After the 2011 storms, though, we had a unusually high number of trees come down. When I went walking in the state park near my house, I saw healthy tree after healthy tree on its side. The roots had pulled out of the unusually muddy earth much more easily than if the soil had a normal amount of moisture. Wind mattered, and rain mattered, but what really mattered was the combination of wind and rain– an interaction effect.
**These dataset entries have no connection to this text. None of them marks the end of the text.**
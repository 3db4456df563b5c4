//! Copyright (c) 2026, Kirky.X
//!
//! MIT License
//!
//! ModelGate - Per-model concurrency gating for chat completion calls
//!
//! Sends OpenAI-style `/chat/completions` requests to an upstream inference
//! service while bounding the number of in-flight calls for each model key.
//!
//! # API Layers
//!
//! ## Prelude (Quick Start)
//!
//! Use `use modelgate::prelude::*;` to import all commonly used types.
//!
//! ## Core API
//!
//! - [`Dispatcher`] - Performs one gated outbound call per request
//! - [`ConcurrencyRegistry`] - Maps a model key to its permit pool
//! - [`PermitPool`] - Bounded counting semaphore for one key
//! - [`AppConfig`] / [`LlmConfig`] - YAML / TOML configuration
//! - [`GateError`] - Error types
//!
//! ## Extensions (feature-gated)
//!
//! - Logging subscriber setup (requires `telemetry` feature)
//! - Prometheus metrics (requires `monitoring` feature)
//! - Interactive chat binary (requires `cli` feature)
//!
//! # Examples
//!
//! ```rust,no_run
//! use modelgate::prelude::*;
//! use std::sync::Arc;
//!
//! #[tokio::main]
//! async fn main() -> Result<(), GateError> {
//!     let config = AppConfig::load("config/dev.yml")?;
//!     let registry = Arc::new(ConcurrencyRegistry::from_config(&config.llm_config));
//!     let dispatcher = Dispatcher::from_config(&config.llm_config, registry)?;
//!
//!     let response = dispatcher
//!         .chat_completion(
//!             &config.llm_config.model,
//!             vec![ChatMessage::user("hello")],
//!             0.0,
//!             config.llm_config.max_token,
//!             None,
//!         )
//!         .await?;
//!     println!("{}", response.first_content().unwrap_or_default());
//!     Ok(())
//! }
//! ```

pub mod prelude;

pub mod config;
pub mod constants;
pub mod dispatcher;
pub mod error;
pub mod log_redaction;
pub mod pool;
pub mod prompt;
pub mod registry;
#[cfg(any(feature = "telemetry", feature = "monitoring"))]
pub mod telemetry;
pub mod transport;
pub mod types;

// 重新导出常用类型
pub use config::{AppConfig, LlmConfig, LogConfig, LogFormat};
pub use dispatcher::{Dispatcher, DispatcherConfig};
pub use error::GateError;
pub use pool::{Permit, PermitPool};
pub use prompt::{build_analysis_prompt, TableSample};
pub use registry::{ConcurrencyRegistry, InitSummary, PoolStats};
#[cfg(feature = "telemetry")]
pub use telemetry::init_logging;
#[cfg(feature = "monitoring")]
pub use telemetry::Metrics;
pub use transport::{CompletionTransport, HttpTransport, TransportResponse};
pub use types::{
    ApiErrorBody, ChatCompletionRequest, ChatCompletionResponse, ChatMessage, Choice,
    Conversation, ResponseFormat, Role, Usage,
};
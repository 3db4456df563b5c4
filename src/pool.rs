//! 许可池模块
//!
//! 每个模型对应一个有界计数信号量，限制同时进行的调用数量。

use crate::error::GateError;
use std::sync::Arc;
use std::time::{Duration, Instant};
use tokio::sync::{OwnedSemaphorePermit, Semaphore};

/// 并发许可池
///
/// 使用 `tokio::sync::Semaphore` 实现，容量在创建时确定，之后不可调整。
///
/// # 特性
/// - 支持超时等待
/// - 等待中的 future 被丢弃即取消，不会泄露许可
/// - 关闭后唤醒所有等待者
///
/// # 示例
/// ```rust
/// use modelgate::pool::PermitPool;
///
/// #[tokio::main]
/// async fn main() {
///     let pool = PermitPool::new("model-a", 2);
///
///     let permit = pool.acquire(None).await.unwrap();
///     assert_eq!(pool.in_flight(), 1);
///     drop(permit); // 释放许可
///     assert_eq!(pool.in_flight(), 0);
/// }
/// ```
#[derive(Debug)]
pub struct PermitPool {
    key: String,
    capacity: usize,
    semaphore: Arc<Semaphore>,
}

/// 已获取的许可，离开作用域时自动归还
#[derive(Debug)]
pub struct Permit {
    key: String,
    _inner: OwnedSemaphorePermit,
}

impl Permit {
    /// 许可所属的模型
    pub fn key(&self) -> &str {
        &self.key
    }
}

impl PermitPool {
    /// 创建新的许可池
    ///
    /// 容量为 0 时按 1 处理，保证池子永远可用。
    pub fn new(key: impl Into<String>, capacity: usize) -> Self {
        let capacity = capacity.max(1);
        Self {
            key: key.into(),
            capacity,
            semaphore: Arc::new(Semaphore::new(capacity)),
        }
    }

    /// 获取一个许可
    ///
    /// # 参数
    /// - `timeout`: 最长等待时间，`None` 表示一直等待
    ///
    /// # 返回
    /// - `Ok(permit)`: 成功获取许可
    /// - `Err(AcquireTimeout)`: 等待超时
    /// - `Err(PoolClosed)`: 许可池已关闭
    pub async fn acquire(&self, timeout: Option<Duration>) -> Result<Permit, GateError> {
        let started = Instant::now();
        let acquire = Arc::clone(&self.semaphore).acquire_owned();

        let permit = match timeout {
            Some(timeout) => tokio::time::timeout(timeout, acquire).await.map_err(|_| {
                GateError::AcquireTimeout {
                    model: self.key.clone(),
                    waited_ms: started.elapsed().as_millis() as u64,
                }
            })?,
            None => acquire.await,
        }
        .map_err(|_| GateError::PoolClosed(self.key.clone()))?;

        Ok(Permit {
            key: self.key.clone(),
            _inner: permit,
        })
    }

    /// 尝试获取许可（非阻塞）
    pub fn try_acquire(&self) -> Option<Permit> {
        Arc::clone(&self.semaphore)
            .try_acquire_owned()
            .ok()
            .map(|permit| Permit {
                key: self.key.clone(),
                _inner: permit,
            })
    }

    /// 模型名称
    pub fn key(&self) -> &str {
        &self.key
    }

    /// 容量
    pub fn capacity(&self) -> usize {
        self.capacity
    }

    /// 当前可用许可数
    pub fn available(&self) -> usize {
        self.semaphore.available_permits()
    }

    /// 当前正在使用的许可数
    pub fn in_flight(&self) -> usize {
        self.capacity.saturating_sub(self.available())
    }

    /// 是否已关闭
    pub fn is_closed(&self) -> bool {
        self.semaphore.is_closed()
    }

    /// 关闭许可池，所有等待者收到 `PoolClosed`
    ///
    /// 已发出的许可仍然有效，归还时不会报错。
    pub fn close(&self) {
        self.semaphore.close();
    }
}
Let’s imagine that the true “data generating procedure” for how many trees came down was the following:
Downed trees= 0.1*Wind +0.1*Rain+0.5*Wind*Rain(the Interaction Term)+ 0.3*Random Noise
Let’s pretend wind and rain are totally uncorrelated, normally distributed random variables. Interested in how wind is associated with our outcome, we sample 10,000 acres and get something like this:
Wind explains some of the variation in downed trees, but not everything; there’s clearly something else going on, and the more wind you have, the more those other things make a difference.
On the other hand, let’s say we only sample the acres that got a lot of rain, over 1 standard deviation above the mean; there are about 1600 acres that make the cutoff. Let’s see how those remaining acres vary with wind:
Now, wind explains almost all the variation in downed trees– for this restricted sample, wind and downed trees are correlated over 0.94.
When we observe a single variable or causal factor explaining almost all the variation in a dataset— whether downed trees, test scores, marriage rates, crime, or disease– it could be that the variable truly is the sole or fundamental determinant of the behavior or outcome, in all times and places.
Or it could be the true causal process involves the interaction of multiple variables, but the other variables are only observed, in our dataset, across a quite restricted range.